## Directions
Below is a block of entries; repeat exactly the lines starting at the line that contains "agentchat end-to-end scenarios." and ending at the line that contains "pub mod harness;", both included.

## Data excerpts
◆ ◆ ◆ ◆ ◆

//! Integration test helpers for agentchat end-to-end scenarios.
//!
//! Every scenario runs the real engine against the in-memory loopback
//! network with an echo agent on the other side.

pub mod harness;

◆ ◆ ◆ ◆ ◆

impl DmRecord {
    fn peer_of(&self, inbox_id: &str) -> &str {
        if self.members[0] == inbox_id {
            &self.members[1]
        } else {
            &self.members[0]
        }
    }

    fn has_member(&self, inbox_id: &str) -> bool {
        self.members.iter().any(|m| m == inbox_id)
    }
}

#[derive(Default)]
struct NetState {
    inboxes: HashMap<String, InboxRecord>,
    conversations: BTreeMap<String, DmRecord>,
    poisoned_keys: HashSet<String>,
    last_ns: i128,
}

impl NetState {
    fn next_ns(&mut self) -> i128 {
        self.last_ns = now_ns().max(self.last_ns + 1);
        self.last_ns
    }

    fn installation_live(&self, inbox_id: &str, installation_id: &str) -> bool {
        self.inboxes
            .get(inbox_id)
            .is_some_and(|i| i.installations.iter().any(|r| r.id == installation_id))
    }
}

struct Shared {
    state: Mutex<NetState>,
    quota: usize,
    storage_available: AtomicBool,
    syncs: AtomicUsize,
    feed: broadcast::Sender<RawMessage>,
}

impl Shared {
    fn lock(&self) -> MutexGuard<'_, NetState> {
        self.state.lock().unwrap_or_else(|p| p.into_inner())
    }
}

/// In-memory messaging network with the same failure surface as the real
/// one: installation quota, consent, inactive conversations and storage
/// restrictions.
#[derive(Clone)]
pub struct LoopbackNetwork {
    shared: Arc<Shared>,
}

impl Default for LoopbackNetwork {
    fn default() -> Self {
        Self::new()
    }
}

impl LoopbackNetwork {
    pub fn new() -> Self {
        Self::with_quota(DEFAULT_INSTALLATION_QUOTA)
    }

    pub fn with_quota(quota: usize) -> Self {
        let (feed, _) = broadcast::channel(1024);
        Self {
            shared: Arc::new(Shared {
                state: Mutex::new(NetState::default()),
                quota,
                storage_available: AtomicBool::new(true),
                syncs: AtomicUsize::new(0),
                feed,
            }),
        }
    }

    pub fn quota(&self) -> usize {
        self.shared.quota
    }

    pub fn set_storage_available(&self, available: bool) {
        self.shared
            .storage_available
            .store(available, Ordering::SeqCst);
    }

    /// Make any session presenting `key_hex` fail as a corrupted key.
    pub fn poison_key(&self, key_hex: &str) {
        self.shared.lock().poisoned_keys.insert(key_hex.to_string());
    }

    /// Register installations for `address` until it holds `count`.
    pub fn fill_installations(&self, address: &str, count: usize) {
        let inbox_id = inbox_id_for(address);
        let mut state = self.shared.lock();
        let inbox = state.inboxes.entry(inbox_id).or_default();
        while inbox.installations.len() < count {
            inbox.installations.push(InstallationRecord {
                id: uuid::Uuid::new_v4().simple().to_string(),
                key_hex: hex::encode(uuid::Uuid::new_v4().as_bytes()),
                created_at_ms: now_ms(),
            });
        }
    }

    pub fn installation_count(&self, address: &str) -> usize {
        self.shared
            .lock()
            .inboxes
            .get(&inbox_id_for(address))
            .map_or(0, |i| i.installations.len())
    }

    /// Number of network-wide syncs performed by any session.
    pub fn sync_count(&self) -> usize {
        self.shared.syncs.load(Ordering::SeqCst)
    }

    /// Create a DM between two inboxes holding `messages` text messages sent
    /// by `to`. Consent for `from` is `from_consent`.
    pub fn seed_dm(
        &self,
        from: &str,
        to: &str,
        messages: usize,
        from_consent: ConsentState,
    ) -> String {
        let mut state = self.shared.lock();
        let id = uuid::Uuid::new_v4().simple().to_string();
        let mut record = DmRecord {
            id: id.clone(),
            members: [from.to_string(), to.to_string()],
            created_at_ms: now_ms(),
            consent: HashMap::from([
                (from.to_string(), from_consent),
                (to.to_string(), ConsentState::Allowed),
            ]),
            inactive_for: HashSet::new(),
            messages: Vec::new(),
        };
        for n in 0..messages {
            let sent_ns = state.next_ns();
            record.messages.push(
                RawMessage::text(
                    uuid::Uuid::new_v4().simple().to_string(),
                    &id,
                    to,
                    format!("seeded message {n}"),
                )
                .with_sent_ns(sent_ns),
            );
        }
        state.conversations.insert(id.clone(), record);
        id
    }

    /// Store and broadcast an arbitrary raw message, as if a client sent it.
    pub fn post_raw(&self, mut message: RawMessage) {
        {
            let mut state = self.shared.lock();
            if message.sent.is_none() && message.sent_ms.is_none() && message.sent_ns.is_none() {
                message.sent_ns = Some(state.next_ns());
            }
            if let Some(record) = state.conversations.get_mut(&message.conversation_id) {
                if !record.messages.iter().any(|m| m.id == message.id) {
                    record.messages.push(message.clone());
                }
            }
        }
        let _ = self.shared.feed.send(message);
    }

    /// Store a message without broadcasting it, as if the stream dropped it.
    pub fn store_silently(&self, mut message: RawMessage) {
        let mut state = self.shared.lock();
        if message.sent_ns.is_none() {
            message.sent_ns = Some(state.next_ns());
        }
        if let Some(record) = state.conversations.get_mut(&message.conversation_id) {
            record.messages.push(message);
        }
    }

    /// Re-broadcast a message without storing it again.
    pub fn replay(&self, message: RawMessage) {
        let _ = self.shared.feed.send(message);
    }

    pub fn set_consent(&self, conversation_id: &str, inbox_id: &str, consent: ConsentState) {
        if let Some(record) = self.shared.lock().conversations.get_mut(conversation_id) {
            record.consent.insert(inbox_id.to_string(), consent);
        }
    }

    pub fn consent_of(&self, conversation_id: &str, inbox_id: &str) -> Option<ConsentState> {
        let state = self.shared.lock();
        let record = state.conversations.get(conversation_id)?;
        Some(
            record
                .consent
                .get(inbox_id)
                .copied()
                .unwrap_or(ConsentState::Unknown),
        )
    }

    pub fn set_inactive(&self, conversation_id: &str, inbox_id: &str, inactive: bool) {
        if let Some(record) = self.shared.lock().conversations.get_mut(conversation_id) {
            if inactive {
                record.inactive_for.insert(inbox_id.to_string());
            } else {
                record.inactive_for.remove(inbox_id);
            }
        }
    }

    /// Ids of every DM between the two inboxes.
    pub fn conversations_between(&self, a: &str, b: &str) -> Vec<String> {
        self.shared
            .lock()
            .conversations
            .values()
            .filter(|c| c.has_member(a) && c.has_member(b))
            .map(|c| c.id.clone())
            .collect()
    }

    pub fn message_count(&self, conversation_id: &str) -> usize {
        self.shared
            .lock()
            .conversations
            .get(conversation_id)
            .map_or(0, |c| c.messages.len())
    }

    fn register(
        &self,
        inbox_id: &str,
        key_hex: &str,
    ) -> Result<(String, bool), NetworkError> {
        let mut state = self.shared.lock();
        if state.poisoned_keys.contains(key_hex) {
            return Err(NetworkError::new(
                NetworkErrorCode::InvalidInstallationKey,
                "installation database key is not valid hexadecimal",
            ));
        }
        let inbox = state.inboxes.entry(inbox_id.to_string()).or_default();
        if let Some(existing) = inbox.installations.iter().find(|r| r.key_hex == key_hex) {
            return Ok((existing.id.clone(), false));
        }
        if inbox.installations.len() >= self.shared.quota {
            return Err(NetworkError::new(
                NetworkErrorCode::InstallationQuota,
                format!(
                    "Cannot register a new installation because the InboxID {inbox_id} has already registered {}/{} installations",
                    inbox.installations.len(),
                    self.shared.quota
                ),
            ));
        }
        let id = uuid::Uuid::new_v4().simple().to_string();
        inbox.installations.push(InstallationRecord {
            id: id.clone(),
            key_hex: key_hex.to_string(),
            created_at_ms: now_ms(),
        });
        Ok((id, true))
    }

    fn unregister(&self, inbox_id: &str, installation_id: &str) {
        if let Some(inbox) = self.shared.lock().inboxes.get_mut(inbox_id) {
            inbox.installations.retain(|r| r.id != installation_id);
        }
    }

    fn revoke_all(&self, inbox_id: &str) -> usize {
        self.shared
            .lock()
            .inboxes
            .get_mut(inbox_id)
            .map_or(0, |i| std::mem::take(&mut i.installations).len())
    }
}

◆ ◆ ◆ ◆ ◆

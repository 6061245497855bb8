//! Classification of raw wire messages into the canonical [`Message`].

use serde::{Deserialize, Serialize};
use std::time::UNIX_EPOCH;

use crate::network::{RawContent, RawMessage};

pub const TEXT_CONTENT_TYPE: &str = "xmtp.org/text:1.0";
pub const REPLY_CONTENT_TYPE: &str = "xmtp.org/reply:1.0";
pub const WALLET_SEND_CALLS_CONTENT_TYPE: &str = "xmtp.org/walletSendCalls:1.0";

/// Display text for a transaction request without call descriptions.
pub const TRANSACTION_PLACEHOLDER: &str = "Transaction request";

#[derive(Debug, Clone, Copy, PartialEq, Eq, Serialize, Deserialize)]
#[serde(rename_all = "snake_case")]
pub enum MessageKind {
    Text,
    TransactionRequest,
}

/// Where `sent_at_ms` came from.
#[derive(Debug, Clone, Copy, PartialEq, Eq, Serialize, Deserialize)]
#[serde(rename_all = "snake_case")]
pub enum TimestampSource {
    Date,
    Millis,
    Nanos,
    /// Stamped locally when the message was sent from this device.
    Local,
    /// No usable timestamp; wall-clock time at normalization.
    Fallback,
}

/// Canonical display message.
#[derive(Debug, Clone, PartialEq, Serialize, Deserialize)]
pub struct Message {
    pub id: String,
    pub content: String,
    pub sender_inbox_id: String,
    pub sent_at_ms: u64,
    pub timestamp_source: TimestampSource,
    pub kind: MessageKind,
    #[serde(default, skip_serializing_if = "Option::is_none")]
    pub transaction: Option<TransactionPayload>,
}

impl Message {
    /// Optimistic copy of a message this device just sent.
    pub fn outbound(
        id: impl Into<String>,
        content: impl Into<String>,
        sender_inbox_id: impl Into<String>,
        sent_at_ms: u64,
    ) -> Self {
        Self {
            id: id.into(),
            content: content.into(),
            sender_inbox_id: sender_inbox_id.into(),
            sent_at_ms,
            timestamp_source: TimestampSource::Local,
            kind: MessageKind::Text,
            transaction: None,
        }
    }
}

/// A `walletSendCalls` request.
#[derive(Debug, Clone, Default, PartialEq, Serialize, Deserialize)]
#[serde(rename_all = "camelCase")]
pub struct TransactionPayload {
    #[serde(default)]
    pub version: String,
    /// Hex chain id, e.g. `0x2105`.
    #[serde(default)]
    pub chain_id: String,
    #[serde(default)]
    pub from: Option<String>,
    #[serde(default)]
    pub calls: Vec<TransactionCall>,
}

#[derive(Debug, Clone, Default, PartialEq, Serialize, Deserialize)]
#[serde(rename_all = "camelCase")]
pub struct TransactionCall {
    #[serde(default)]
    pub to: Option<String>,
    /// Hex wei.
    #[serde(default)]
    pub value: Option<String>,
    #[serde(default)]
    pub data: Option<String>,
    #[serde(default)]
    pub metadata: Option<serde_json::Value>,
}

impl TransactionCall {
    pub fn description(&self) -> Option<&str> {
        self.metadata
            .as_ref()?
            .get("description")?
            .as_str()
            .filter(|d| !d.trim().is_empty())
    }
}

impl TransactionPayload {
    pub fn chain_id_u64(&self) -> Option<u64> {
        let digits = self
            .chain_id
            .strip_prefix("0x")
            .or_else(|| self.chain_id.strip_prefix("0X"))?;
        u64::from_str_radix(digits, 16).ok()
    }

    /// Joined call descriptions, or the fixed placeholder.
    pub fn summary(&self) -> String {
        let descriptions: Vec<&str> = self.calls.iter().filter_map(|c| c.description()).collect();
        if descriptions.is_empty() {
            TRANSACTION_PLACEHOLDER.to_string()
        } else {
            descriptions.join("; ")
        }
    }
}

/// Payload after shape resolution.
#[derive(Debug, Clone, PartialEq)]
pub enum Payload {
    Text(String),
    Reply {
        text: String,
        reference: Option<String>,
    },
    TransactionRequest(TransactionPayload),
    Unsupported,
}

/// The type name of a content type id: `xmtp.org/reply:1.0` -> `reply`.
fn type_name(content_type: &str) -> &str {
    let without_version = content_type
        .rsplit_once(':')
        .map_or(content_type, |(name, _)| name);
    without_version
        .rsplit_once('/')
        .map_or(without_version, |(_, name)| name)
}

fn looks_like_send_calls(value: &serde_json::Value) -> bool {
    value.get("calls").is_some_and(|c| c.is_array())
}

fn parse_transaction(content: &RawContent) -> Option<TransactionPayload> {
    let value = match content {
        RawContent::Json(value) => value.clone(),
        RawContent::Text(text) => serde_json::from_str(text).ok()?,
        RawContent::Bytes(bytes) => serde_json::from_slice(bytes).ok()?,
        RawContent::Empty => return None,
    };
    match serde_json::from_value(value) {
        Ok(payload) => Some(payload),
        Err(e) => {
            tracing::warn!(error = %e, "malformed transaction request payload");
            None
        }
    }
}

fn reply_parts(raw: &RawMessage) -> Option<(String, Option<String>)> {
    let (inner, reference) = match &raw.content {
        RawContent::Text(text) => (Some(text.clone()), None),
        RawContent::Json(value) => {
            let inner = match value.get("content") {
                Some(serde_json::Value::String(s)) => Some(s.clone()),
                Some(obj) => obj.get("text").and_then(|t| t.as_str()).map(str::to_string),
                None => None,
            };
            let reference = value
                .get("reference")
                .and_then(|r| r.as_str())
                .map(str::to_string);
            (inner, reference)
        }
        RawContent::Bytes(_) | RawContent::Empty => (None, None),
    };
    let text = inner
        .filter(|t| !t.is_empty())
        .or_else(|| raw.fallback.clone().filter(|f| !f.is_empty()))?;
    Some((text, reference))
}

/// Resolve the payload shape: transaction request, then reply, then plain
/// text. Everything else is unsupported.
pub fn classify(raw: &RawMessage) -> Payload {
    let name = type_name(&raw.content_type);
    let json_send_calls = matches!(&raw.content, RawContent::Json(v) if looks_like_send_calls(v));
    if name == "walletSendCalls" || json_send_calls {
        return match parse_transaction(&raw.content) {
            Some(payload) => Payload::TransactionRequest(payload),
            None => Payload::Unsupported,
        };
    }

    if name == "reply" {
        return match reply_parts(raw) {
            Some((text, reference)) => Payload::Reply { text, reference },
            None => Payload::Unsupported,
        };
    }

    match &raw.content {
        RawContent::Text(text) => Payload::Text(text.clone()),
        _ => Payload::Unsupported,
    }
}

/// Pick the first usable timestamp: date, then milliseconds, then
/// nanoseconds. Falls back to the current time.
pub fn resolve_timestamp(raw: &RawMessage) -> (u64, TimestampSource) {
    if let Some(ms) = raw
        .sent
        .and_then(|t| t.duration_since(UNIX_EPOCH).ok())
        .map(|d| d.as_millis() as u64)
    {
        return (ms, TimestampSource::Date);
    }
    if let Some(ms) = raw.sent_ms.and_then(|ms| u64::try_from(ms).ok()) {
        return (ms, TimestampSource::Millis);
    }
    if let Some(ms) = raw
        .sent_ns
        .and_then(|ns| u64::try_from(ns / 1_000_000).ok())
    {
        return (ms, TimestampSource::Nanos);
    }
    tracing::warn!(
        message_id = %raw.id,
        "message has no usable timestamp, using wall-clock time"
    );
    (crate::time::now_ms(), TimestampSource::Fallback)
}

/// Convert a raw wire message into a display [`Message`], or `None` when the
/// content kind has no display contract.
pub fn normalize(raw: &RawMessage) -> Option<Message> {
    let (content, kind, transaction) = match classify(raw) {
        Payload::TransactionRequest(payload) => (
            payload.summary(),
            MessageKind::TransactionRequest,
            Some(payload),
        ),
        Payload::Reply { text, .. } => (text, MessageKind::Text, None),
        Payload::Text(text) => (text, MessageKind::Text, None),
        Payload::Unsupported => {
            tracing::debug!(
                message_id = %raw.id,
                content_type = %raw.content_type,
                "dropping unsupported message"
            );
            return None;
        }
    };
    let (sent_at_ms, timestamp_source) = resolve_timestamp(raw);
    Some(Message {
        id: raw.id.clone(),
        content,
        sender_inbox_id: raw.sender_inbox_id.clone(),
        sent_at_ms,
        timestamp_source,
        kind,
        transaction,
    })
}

◆ ◆ ◆ ◆ ◆

## Output for this task
//! Integration test helpers for agentchat end-to-end scenarios.
//!
//! Every scenario runs the real engine against the in-memory loopback
//! network with an echo agent on the other side.

pub mod harness;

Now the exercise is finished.